Sure sure. What I'm really saying is that the core concepts here are "collision resistance" and "susceptibility to brute force", and that those are comparatively easy to grok for a typical developer. But they get scared to death when they read stuff like (verbatim from cperciva above) "MD5's breakage as a hash function does not impact its security as a PBKDF, and not realizing that MD5 and SHA256, being not designed as PBKDFs" which makes it sound more subtle than it is.
To clarify: the clear English way to write that would be something like "Colliding passwords aren't a problem, because it's cheaper to search the password space anyway, so you can use MD5 there securely. But MD5 and SHA256 were designed to be cheap to compute, so they're easy to brute force. Use a password function designed to be expensive instead." Charging off down the jargon road can only complicate things. And doing so in a post about people being confused (!) about the subject is frankly hurting, not helping.
The MD5 vulnerabilities that this post talked about don't change the security of PBKDF-MD5 (or any iterated MD5 password hash), because password hashes aren't used to authenticate data. Similarly (this is a little mindbending): HMAC-MD5 has no known viable attacks, so many crypto protocols that use MD5 don't have viable attacks.
and
Because they all seem like acronyms, people get MD5 and SHA256 (which are core hash functions, "primitives" in a cryptosystem) with PBKDF, which is a standard for turning passwords into crypto keys.
(I know you know both, I'm just trying to restate).
I don't see that it was repurposed; "key derivation function" != "encryption key derivation function", and I prefer the term "login key" over "password hash".
Good point. Isn't the only PBKDF requirement artificial and technically unnecessary computational delays?
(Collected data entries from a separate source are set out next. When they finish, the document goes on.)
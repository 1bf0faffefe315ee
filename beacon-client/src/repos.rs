//! Source-control hosting API client

use beacon_core::domain::repo::Repository;
use beacon_core::dto::repo::RepositoryPage;
use reqwest::Client;
use reqwest::header::USER_AGENT;
use tracing::debug;

use crate::error::{ClientError, Result};

/// Repositories requested per listing page. The hosting API caps the
/// page size at 100.
const PER_PAGE: usize = 100;

/// Client for the source-control hosting API
///
/// Lists the repositories of an organization through the paginated
/// search endpoint, authenticated with a bearer credential.
#[derive(Debug, Clone)]
pub struct SourceControlClient {
    /// Base URL of the hosting API (e.g. "https://api.github.com")
    base_url: String,
    /// Bearer credential for the listing endpoint
    token: String,
    /// HTTP client instance
    client: Client,
}

impl SourceControlClient {
    /// Create a new client for the hosting API
    pub fn new(base_url: impl Into<String>, token: impl Into<String>) -> Self {
        let base_url = base_url.into();
        Self {
            base_url: base_url.trim_end_matches('/').to_string(),
            token: token.into(),
            client: Client::new(),
        }
    }

    /// Create a new client with a custom HTTP client
    ///
    /// Allows configuring timeouts, proxies, TLS settings, etc.
    pub fn with_client(base_url: impl Into<String>, token: impl Into<String>, client: Client) -> Self {
        let base_url = base_url.into();
        Self {
            base_url: base_url.trim_end_matches('/').to_string(),
            token: token.into(),
            client,
        }
    }

    /// Get the base URL of the hosting API
    pub fn base_url(&self) -> &str {
        &self.base_url
    }

    /// List all repositories of an organization
    ///
    /// Walks every page of the search endpoint and accumulates the
    /// results before returning; a page shorter than the requested page
    /// size marks the end of the listing. Archived repositories are
    /// returned as-is, filtering is the caller's concern.
    pub async fn list_repositories(&self, org: &str) -> Result<Vec<Repository>> {
        let mut repositories = Vec::new();
        let mut page = 1u32;

        loop {
            let batch = self.fetch_page(org, page).await?;
            let fetched = batch.items.len();

            debug!(
                "Listing page {} for {}: {} repositories (total {})",
                page, org, fetched, batch.total_count
            );

            repositories.extend(batch.items.into_iter().map(Repository::from));

            if fetched < PER_PAGE {
                break;
            }
            page += 1;
        }

        Ok(repositories)
    }

    /// Fetch one page of the repository search results
    async fn fetch_page(&self, org: &str, page: u32) -> Result<RepositoryPage> {
        let url = format!("{}/search/repositories", self.base_url);
        let response = self
            .client
            .get(&url)
            .query(&[
                ("q", format!("org:{org}")),
                ("order", "desc".to_string()),
                ("per_page", PER_PAGE.to_string()),
                ("page", page.to_string()),
            ])
            .bearer_auth(&self.token)
            .header(USER_AGENT, concat!("beacon/", env!("CARGO_PKG_VERSION")))
            .send()
            .await?;

        self.handle_response(response).await
    }

    /// Handle an API response and deserialize JSON
    ///
    /// Checks the status code and returns an appropriate error if the
    /// request failed, or deserializes the response body if successful.
    async fn handle_response(&self, response: reqwest::Response) -> Result<RepositoryPage> {
        let status = response.status();

        if !status.is_success() {
            let error_text = response
                .text()
                .await
                .unwrap_or_else(|_| "Unknown error".to_string());
            return Err(ClientError::api_error(status.as_u16(), error_text));
        }

        response
            .json()
            .await
            .map_err(|e| ClientError::ParseError(format!("Failed to parse JSON response: {}", e)))
    }
}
I mean far beyond what is necessary to actually produce a strongly collision free function.
The key requirement for a password-based key derivation function is that performing a brute force search is expensive. The PBKDF2 and bcrypt functions approximate this by scaling the amount of computation required; but this is imperfect since they can both be implemented on small circuits, making highly parallel attacks using GPUs/FPGAs/ASICs feasible. The scrypt function scales the amount of RAM required -- and thus the circuit size -- as well, making it far more expensive to attack since you can't use the same sort of cheap highly-parallel crunching.
Also PBKDF2 is not designed to be hard to crack on a GPU. PBKDF2 is actually notoriously easy to implement on a GPU or FPGA due to its small fixed amount of ram. It's probably not a huge deal since taking a large fraction of a second on a CPU to validate a login would translate into taking a large fraction of 1/150 of a second per password crack attempt on a GPU so it still is decent security.
For something designed to defeat specialized hardware, see scrypt.
[edit] Just noticed who I was replying to. Now that's funny.
A bigger reason PBKDF2 is easy to implement on GPUs is that it's (almost always) built out of primitives that are already widely available in GPU implementations, like SHA1 and SHA256.
That's why I recommend PBKDF2 with the PRF set to the authentication tag from FEAL4 in GCM mode. Nobody's got that in a GPU! Arrrrr!
Getting confused between hash functions and password-based key derivation functions, on the other hand, is absolutely inexcusable; that very confusion is why there are so many people making the mistake of using SHA256(salt . password) as a key derivation function. People hear that MD5 is broken but SHA256 isn't; not realizing that MD5's breakage as a hash function does not impact its security as a PBKDF, and not realizing that MD5 and SHA256, being not designed as PBKDFs are both entirely inappropriate for use in that context.
Also, for reference: MD5(12 printable ASCII characters) ~ bcrypt(8 printable ASCII characters) ~ scrypt(6 printable ASCII characters) in terms of cost-to-crack on sophisticated (ASIC/FPGA/GPU) hardware.